==== Records ====
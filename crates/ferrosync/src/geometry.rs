//! Visible (page-space) geometry resolution.
//!
//! Local offsets compose down the parent chain; magnification and the
//! global offsets apply exactly once per axis, never per nesting level.
//! Dimensions stay local to each node and are only scaled. The pass runs
//! once, eagerly, after tree construction and caches its results on the
//! nodes.

use std::collections::HashMap;

use crate::build::{Overrides, Preamble};
use crate::node::{NodeId, Tree};

/// Scale and page origin for one sheet.
#[derive(Debug, Clone, Copy, PartialEq)]
pub struct Frame {
    /// Local units to page points: `unit * magnification / 1000`.
    pub scale: f32,
    pub origin_h: f32,
    pub origin_v: f32,
}

impl Frame {
    fn for_sheet(preamble: &Preamble, overrides: Option<&Overrides>) -> Self {
        let magnification = overrides
            .and_then(|o| o.magnification)
            .unwrap_or(preamble.magnification);
        let x_offset = overrides
            .and_then(|o| o.x_offset)
            .unwrap_or(preamble.x_offset);
        let y_offset = overrides
            .and_then(|o| o.y_offset)
            .unwrap_or(preamble.y_offset);
        let unit = preamble.unit as f32;
        Frame {
            scale: unit * magnification as f32 / 1000.0,
            origin_h: x_offset as f32 * unit,
            origin_v: y_offset as f32 * unit,
        }
    }
}

/// Annotates every node with its cached visible origin and scale.
pub fn resolve(tree: &mut Tree, preamble: &Preamble, overrides: &HashMap<NodeId, Overrides>) {
    let sheets: Vec<NodeId> = tree.sheets().to_vec();
    for sheet in sheets {
        let frame = Frame::for_sheet(preamble, overrides.get(&sheet));
        // Accumulate local sums in i64: individual offsets are 32 bit but
        // chains of them are not.
        let mut work: Vec<(NodeId, i64, i64)> = vec![(sheet, 0, 0)];
        while let Some((id, sum_h, sum_v)) = work.pop() {
            let node = tree.node_mut(id);
            let sum_h = sum_h + i64::from(node.h);
            let sum_v = sum_v + i64::from(node.v);
            node.visible_h = frame.origin_h + frame.scale * sum_h as f32;
            node.visible_v = frame.origin_v + frame.scale * sum_v as f32;
            node.scale = frame.scale;
            let children = node.children.clone();
            for child in children {
                work.push((child, sum_h, sum_v));
            }
        }
    }
}

#[cfg(test)]
mod tests {
    use super::*;
    use crate::build::parse;
    use crate::num::IntPolicy;

    const PREAMBLE: &str = "SyncTeX Version:1\nInput:1:./main.tex\nOutput:pdf\nMagnification:1000\nUnit:1\nX Offset:0\nY Offset:0\nContent:\n";

    fn resolved(content: &str) -> crate::build::ParseOutcome {
        let input = format!("{PREAMBLE}{content}");
        let mut outcome = parse(&input, IntPolicy::Strict).expect("parse");
        resolve(&mut outcome.tree, &outcome.preamble, &outcome.sheet_overrides);
        outcome
    }

    #[test]
    fn offsets_compose_down_the_chain() {
        let outcome = resolved("{1\n[1,1:3,4:400,600,0\n(1,1:10,20:100,10,2\ng1,2:5,6\n)\n]\n}1\nPostamble:\nPost scriptum:\n");
        let sheet = outcome.tree.node(outcome.tree.sheets()[0]);
        let vbox = outcome.tree.node(sheet.children[0]);
        let hbox = outcome.tree.node(vbox.children[0]);
        let glue = outcome.tree.node(hbox.children[0]);
        assert_eq!((vbox.visible_h, vbox.visible_v), (3.0, 4.0));
        assert_eq!((hbox.visible_h, hbox.visible_v), (13.0, 24.0));
        assert_eq!((glue.visible_h, glue.visible_v), (18.0, 30.0));
    }

    #[test]
    fn magnification_applies_once() {
        let outcome = resolved("{1\nMagnification:2000\n[1,1:3,0:400,600,0\n(1,1:10,0:100,10,2\n)\n]\n}1\nPostamble:\nPost scriptum:\n");
        let sheet = outcome.tree.node(outcome.tree.sheets()[0]);
        let vbox = outcome.tree.node(sheet.children[0]);
        let hbox = outcome.tree.node(vbox.children[0]);
        // scale 2.0: nested offsets scale linearly, not quadratically.
        assert_eq!(vbox.visible_h, 6.0);
        assert_eq!(hbox.visible_h, 26.0);
        // Dimensions scale but do not accumulate.
        assert_eq!(hbox.scale * hbox.width as f32, 200.0);
    }

    #[test]
    fn global_offsets_shift_the_page_origin() {
        let outcome = resolved("{1\n(1,1:10,20:100,10,2\n)\n}1\nPostamble:\nPost scriptum:\nX Offset:7\nY Offset:11\n");
        let sheet = outcome.tree.node(outcome.tree.sheets()[0]);
        let hbox = outcome.tree.node(sheet.children[0]);
        assert_eq!((hbox.visible_h, hbox.visible_v), (17.0, 31.0));
    }
}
====
Search the data above and return each line in which "nPostamble" occurs.

■ **Solution to this problem**:
        let outcome = resolved("{1\n[1,1:3,4:400,600,0\n(1,1:10,20:100,10,2\ng1,2:5,6\n)\n]\n}1\nPostamble:\nPost scriptum:\n");
        let outcome = resolved("{1\nMagnification:2000\n[1,1:3,0:400,600,0\n(1,1:10,0:100,10,2\n)\n]\n}1\nPostamble:\nPost scriptum:\n");
        let outcome = resolved("{1\n(1,1:10,20:100,10,2\n)\n}1\nPostamble:\nPost scriptum:\nX Offset:7\nY Offset:11\n");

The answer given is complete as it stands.